0.0.1.beta2

It is possible to cause GEOS to think an object is owned by multiple entities, with the result that multiple entities eventually try to dispose the object, resulting in segmentation faults.

Example:

cs = ::Geos::CoordinateSequence.new(1, 2)
cs.set_x(0, 1)
cs.set_y(0, 2)
p = ::Geos::Utils.create_point(cs)
c1 = ::Geos::Utils.create_geometry_collection(p)
# Now c1 thinks it owns p. However...
c2 = ::Geos::Utils.create_geometry_collection(p)
# Now c2 also thinks it owns p. Both will eventually try to dispose the object, resulting in a segfault

Another way to trigger a segfault is to take the result of getting an "nth" geometry from a collection (which will be owned by that collection) and attempt to pass it to the constructor of another collection.

It may be necessary to check the status of ptr.autorelease (which should indicate that the object is owned by another entity) and prevent such objects from being given to others for ownership, either by raising exceptions or by automatically cloning. RGeo does the latter internally. However, either is probably acceptable for ffi-geos.

Oh, btw, I am running this on GEOS 3.2.2 (not 3.3.0) if that matters. I don't think it would, but in the interest of clarity...

I think that just auto-cloning all the time in these situations would be okay. I've written a patch to do that and it passes some unit tests based on your example code without segfaulting. I think it would be acceptable just to go ahead and always clone rather than checking in on autorelease, but we can play with it a bit.

Possible fix pushed in 5d043b3.

I've tested this fix with both the latest GEOS trunk as well as 3.2.2 and the segfaults are gone, so I think you should be good at least based on your example code. Other segfaults may exist elsewhere, of course, but that's another matter I guess, eh?

As I understand the patch, now we're auto-cloning every single time rather than only when needed. In other words, in

cs = ::Geos::CoordinateSequence.new(1, 2)
cs.set_x(0, 1)
cs.set_y(0, 2)
p1 = ::Geos::Utils.create_point(cs)
p2 = ::Geos::Utils.create_point(cs)

Both p1 and p2 contain clones of cs: there are now three copies of the coordinate sequence running around: the one in p1, the one in p2, and the original cs.

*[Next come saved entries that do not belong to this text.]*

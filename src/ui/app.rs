//! Main application for the tic-tac-toe GUI

use std::time::Instant;

use eframe::egui;
use egui::{CentralPanel, Context, RichText, TopBottomPanel};

use log::warn;

use crate::engine::{ClassicEngine, GameStatus, MoveError, QueueEngine, Snapshot};

use super::board_view::BoardView;
use super::theme::Palette;

/// Which rule set is being played
#[derive(Debug, Clone, Copy, PartialEq, Eq)]
pub enum Variant {
    Classic,
    Queue,
}

/// The active rule engine. The app talks to it through the common
/// move/reset/snapshot surface and never inspects it otherwise.
enum Engine {
    Classic(ClassicEngine),
    Queue(QueueEngine),
}

impl Engine {
    fn new(variant: Variant) -> Self {
        match variant {
            Variant::Classic => Engine::Classic(ClassicEngine::new()),
            Variant::Queue => Engine::Queue(QueueEngine::new()),
        }
    }

    fn attempt_move(&mut self, row: i32, col: i32) -> Result<crate::engine::MoveOutcome, MoveError> {
        match self {
            Engine::Classic(engine) => engine.attempt_move(row, col),
            Engine::Queue(engine) => engine.attempt_move(row, col),
        }
    }

    fn reset(&mut self) {
        match self {
            Engine::Classic(engine) => engine.reset(),
            Engine::Queue(engine) => engine.reset(),
        }
    }

    fn snapshot(&self) -> Snapshot {
        match self {
            Engine::Classic(engine) => engine.snapshot(),
            Engine::Queue(engine) => engine.snapshot(),
        }
    }
}

/// Main tic-tac-toe application
pub struct TicTacToeApp {
    variant: Variant,
    engine: Engine,
    board_view: BoardView,
    dark_mode: bool,
    /// Transient notice shown in place of the turn text
    notice: Option<String>,
    /// Deadline for the classic variant's automatic reset
    auto_reset_at: Option<Instant>,
}

impl Default for TicTacToeApp {
    fn default() -> Self {
        Self {
            variant: Variant::Classic,
            engine: Engine::new(Variant::Classic),
            board_view: BoardView::default(),
            dark_mode: false,
            notice: None,
            auto_reset_at: None,
        }
    }
}

impl TicTacToeApp {
    pub fn new(cc: &eframe::CreationContext<'_>) -> Self {
        cc.egui_ctx.set_visuals(egui::Visuals::light());
        Self::default()
    }

    fn new_game(&mut self, variant: Variant) {
        self.variant = variant;
        self.engine = Engine::new(variant);
        self.notice = None;
        self.auto_reset_at = None;
    }

    fn reset_game(&mut self) {
        self.engine.reset();
        self.notice = None;
        self.auto_reset_at = None;
    }

    fn set_dark_mode(&mut self, ctx: &Context, dark: bool) {
        self.dark_mode = dark;
        ctx.set_visuals(if dark {
            egui::Visuals::dark()
        } else {
            egui::Visuals::light()
        });
    }

    /// Dispatch a click on a cell into the engine
    fn handle_click(&mut self, pos: crate::board::Pos) {
        match self.engine.attempt_move(pos.row as i32, pos.col as i32) {
            Ok(outcome) => {
                self.notice = None;
                if let Some(delay) = outcome.auto_reset_after {
                    self.auto_reset_at = Some(Instant::now() + delay);
                }
            }
            Err(MoveError::CellLocked(_)) => {
                self.notice = Some("That cell is temporarily blocked this turn.".to_owned());
            }
            Err(MoveError::CellOccupied(_)) | Err(MoveError::GameOver) => {
                // Ignored, as a click on a taken cell or a finished board
                // carries no intent worth reporting
            }
            Err(err @ MoveError::OutOfRange { .. }) => {
                warn!("board view produced an invalid coordinate: {err}");
            }
        }
    }

    /// Fire the delayed auto-reset once its deadline passes
    fn poll_auto_reset(&mut self, ctx: &Context) {
        if let Some(deadline) = self.auto_reset_at {
            let now = Instant::now();
            if now >= deadline {
                self.reset_game();
            } else {
                ctx.request_repaint_after(deadline - now);
            }
        }
    }

    fn status_text(&self, snapshot: &Snapshot) -> String {
        if let Some(notice) = &self.notice {
            return notice.clone();
        }
        match snapshot.status {
            GameStatus::InProgress => format!("Player {}'s Turn", snapshot.current_player),
            GameStatus::Won(winner) => format!("Player {} Wins!", winner),
            GameStatus::Draw => "It's a Draw!".to_owned(),
        }
    }

    /// Render the top menu bar
    fn render_menu_bar(&mut self, ctx: &Context) {
        TopBottomPanel::top("menu_bar").show(ctx, |ui| {
            egui::menu::bar(ui, |ui| {
                ui.menu_button("Game", |ui| {
                    if ui.button("New Game (Classic)").clicked() {
                        self.new_game(Variant::Classic);
                        ui.close_menu();
                    }
                    if ui.button("New Game (Queue Mode)").clicked() {
                        self.new_game(Variant::Queue);
                        ui.close_menu();
                    }
                    ui.separator();
                    if ui.button("Reset").clicked() {
                        self.reset_game();
                        ui.close_menu();
                    }
                    if ui.button("Exit").clicked() {
                        ctx.send_viewport_cmd(egui::ViewportCommand::Close);
                    }
                });

                ui.menu_button("View", |ui| {
                    let mut dark = self.dark_mode;
                    if ui.checkbox(&mut dark, "Dark Mode (D)").changed() {
                        self.set_dark_mode(ctx, dark);
                    }
                });
            });
        });
    }

    /// Render the status line
    fn render_status(&mut self, ctx: &Context, snapshot: &Snapshot) {
        let palette = Palette::of(self.dark_mode);
        TopBottomPanel::top("status").show(ctx, |ui| {
            ui.add_space(6.0);
            ui.vertical_centered(|ui| {
                ui.label(
                    RichText::new(self.status_text(snapshot))
                        .size(18.0)
                        .strong()
                        .color(palette.text),
                );
                let caption = match self.variant {
                    Variant::Classic => "Classic",
                    Variant::Queue => "Queue Mode",
                };
                ui.label(RichText::new(caption).size(11.0).color(palette.text_muted));
            });
            ui.add_space(6.0);
        });
    }

    /// Render the bottom control row
    fn render_controls(&mut self, ctx: &Context) {
        TopBottomPanel::bottom("controls").show(ctx, |ui| {
            ui.add_space(6.0);
            ui.horizontal(|ui| {
                if ui.button("Reset").clicked() {
                    self.reset_game();
                }

                let mut dark = self.dark_mode;
                if ui.toggle_value(&mut dark, "Dark Mode").changed() {
                    self.set_dark_mode(ctx, dark);
                }

                if ui.button("Exit").clicked() {
                    ctx.send_viewport_cmd(egui::ViewportCommand::Close);
                }

                ui.separator();

                let mut variant = self.variant;
                ui.selectable_value(&mut variant, Variant::Classic, "Classic");
                ui.selectable_value(&mut variant, Variant::Queue, "Queue Mode");
                if variant != self.variant {
                    self.new_game(variant);
                }
            });
            ui.add_space(6.0);
        });
    }

    /// Render the board itself
    fn render_board(&mut self, ctx: &Context, snapshot: &Snapshot) {
        let palette = Palette::of(self.dark_mode);
        CentralPanel::default()
            .frame(egui::Frame::new().fill(palette.window_fill))
            .show(ctx, |ui| {
                ui.vertical_centered(|ui| {
                    let clicked = self.board_view.show(ui, snapshot, palette);
                    if let Some(pos) = clicked {
                        self.handle_click(pos);
                    }
                });
            });
    }

    /// Handle keyboard shortcuts
    fn handle_input(&mut self, ctx: &Context) {
        let (new_game, toggle_dark) = ctx.input(|i| {
            (
                i.key_pressed(egui::Key::N),
                i.key_pressed(egui::Key::D),
            )
        });

        if new_game {
            self.reset_game();
        }
        if toggle_dark {
            self.set_dark_mode(ctx, !self.dark_mode);
        }
    }
}

impl eframe::App for TicTacToeApp {
    fn update(&mut self, ctx: &Context, _frame: &mut eframe::Frame) {
        self.handle_input(ctx);
        self.poll_auto_reset(ctx);

        let snapshot = self.engine.snapshot();

        self.render_menu_bar(ctx);
        self.render_status(ctx, &snapshot);
        self.render_controls(ctx);
        self.render_board(ctx, &snapshot);
    }
}
use super::*;

#[test]
fn test_player_opponent() {
    assert_eq!(Player::X.opponent(), Player::O);
    assert_eq!(Player::O.opponent(), Player::X);
}

#[test]
fn test_cell_owner() {
    assert_eq!(Cell::Empty.owner(), None);
    assert_eq!(Cell::Mark(Player::X).owner(), Some(Player::X));
    assert_eq!(Cell::Mark(Player::O).owner(), Some(Player::O));
    assert!(Cell::Empty.is_empty());
    assert!(!Player::X.mark().is_empty());
}

#[test]
fn test_pos_conversion() {
    let pos = Pos::new(1, 1); // Center
    assert_eq!(pos.to_index(), 4);

    let pos2 = Pos::from_index(4);
    assert_eq!(pos2.row, 1);
    assert_eq!(pos2.col, 1);
}

#[test]
fn test_pos_corner_indices() {
    assert_eq!(Pos::new(0, 0).to_index(), 0);
    assert_eq!(Pos::new(0, 2).to_index(), 2);
    assert_eq!(Pos::new(2, 0).to_index(), 6);
    assert_eq!(Pos::new(2, 2).to_index(), 8);
}

#[test]
fn test_pos_validity() {
    assert!(Pos::is_valid(0, 0));
    assert!(Pos::is_valid(2, 2));
    assert!(!Pos::is_valid(-1, 0));
    assert!(!Pos::is_valid(0, -1));
    assert!(!Pos::is_valid(3, 0));
    assert!(!Pos::is_valid(0, 3));
}

#[test]
fn test_pos_from_coords() {
    assert_eq!(Pos::from_coords(2, 1), Some(Pos::new(2, 1)));
    assert_eq!(Pos::from_coords(3, 0), None);
    assert_eq!(Pos::from_coords(0, -2), None);
}

#[test]
fn test_board_constants() {
    assert_eq!(BOARD_SIZE, 3);
    assert_eq!(TOTAL_CELLS, 9);
}

#[test]
fn test_board_set_get() {
    let mut board = Board::new();
    let pos = Pos::new(0, 2);
    assert_eq!(board.get(pos), Cell::Empty);

    board.set(pos, Player::X.mark());
    assert_eq!(board.get(pos), Cell::Mark(Player::X));
    assert!(!board.is_empty_at(pos));

    // set overwrites unconditionally
    board.set(pos, Player::O.mark());
    assert_eq!(board.get(pos), Cell::Mark(Player::O));
}

#[test]
fn test_board_clear() {
    let mut board = Board::new();
    board.set(Pos::new(0, 0), Player::X.mark());
    board.set(Pos::new(2, 2), Player::O.mark());

    board.clear();
    assert!(board.cells().iter().all(|cell| cell.is_empty()));
}

#[test]
fn test_board_is_full() {
    let mut board = Board::new();
    assert!(!board.is_full());

    for idx in 0..TOTAL_CELLS {
        let player = if idx % 2 == 0 { Player::X } else { Player::O };
        board.set(Pos::from_index(idx), player.mark());
    }
    assert!(board.is_full());
}

#[test]
fn test_mark_count() {
    let mut board = Board::new();
    assert_eq!(board.mark_count(Player::X), 0);

    board.set(Pos::new(0, 0), Player::X.mark());
    board.set(Pos::new(1, 1), Player::X.mark());
    board.set(Pos::new(2, 2), Player::O.mark());

    assert_eq!(board.mark_count(Player::X), 2);
    assert_eq!(board.mark_count(Player::O), 1);
}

It seems that this is an extra cloning that we often (indeed, probably usually) don't need to do. If we only created p1, we would technically not need to clone at all. So I'm kind of ambivalent about this. Would it work better if it auto-cloned only if the pointer's autorelease is already set to false (which would indicate that another object has already claimed ownership)?

I don't think autorelease works quite like that by the looks of things. autorelease on its own is always set to false for AutoPointers, although it delegates the value set to Releaser#autorelease= but calling autorelease? on an AutoPointer in ffi 1.0.8 always returns false, as autorelease? isn't delegated in a similar fashion. That being the case, we can't get to the value of autorelease without using stuff like instance_variable_get, so I'm sure how safe this would be.

The autorelease? method itself was only added in 1.0.8 and doesn't exist in previous versions, so not delegating to the releaser is an oversight or something, so I'll ask on the ffi list if that's the case. At the moment, cloning everything is just the easiest way to prevent segfaults, but if we can make things cleaner by relying on something like autorelease?, then that would be cool. To that end, I've written a patch that is a bit more selective about when it clones, but it relies upon using instance_variable_get in a way I'm not thrilled about. In the case of JRuby there doesn't appear to be an @autorelease instance variable set in the Releaser at all -- in fact, in the case of JRuby the internals are totally different and there are no Releaser classes at all, and @Releaser therefore isn't even set in AutoPointer.

Anyways, the patch I have at the moment works -- fewer clones are performed, but it's hackish with the use of instance_variable_get. It also gracefully ignores JRuby and makes always makes clones at the moment since I have no idea how to get the same effect in JRuby.

I see. I didn't realize there wasn't a reliable way to determine the autorelease status. Then maybe you're right: it's safer just to auto-clone every time.

Actually, now that I think more about this, it probably is best just to auto-clone and be done with it. I just remembered why I had RGeo auto-clone every time: it can't predict what a user will do with an object and how long the user will want to keep it once it is obtained. An example: get the "nth" geometry of a collection, and then let the collection object get GC'd. The "nth" geometry object is now invalid because its pointer was owned by the collection and has been disposed out from under it. Better to clone the result of GEOSGetGeometryN_r after it has been received. (I suppose you could alternatively have the child keep a reference to its owner, but I'm not completely convinced that solution is immune from memory leaks.)

Now that we're cloning things consistently, we should be good here.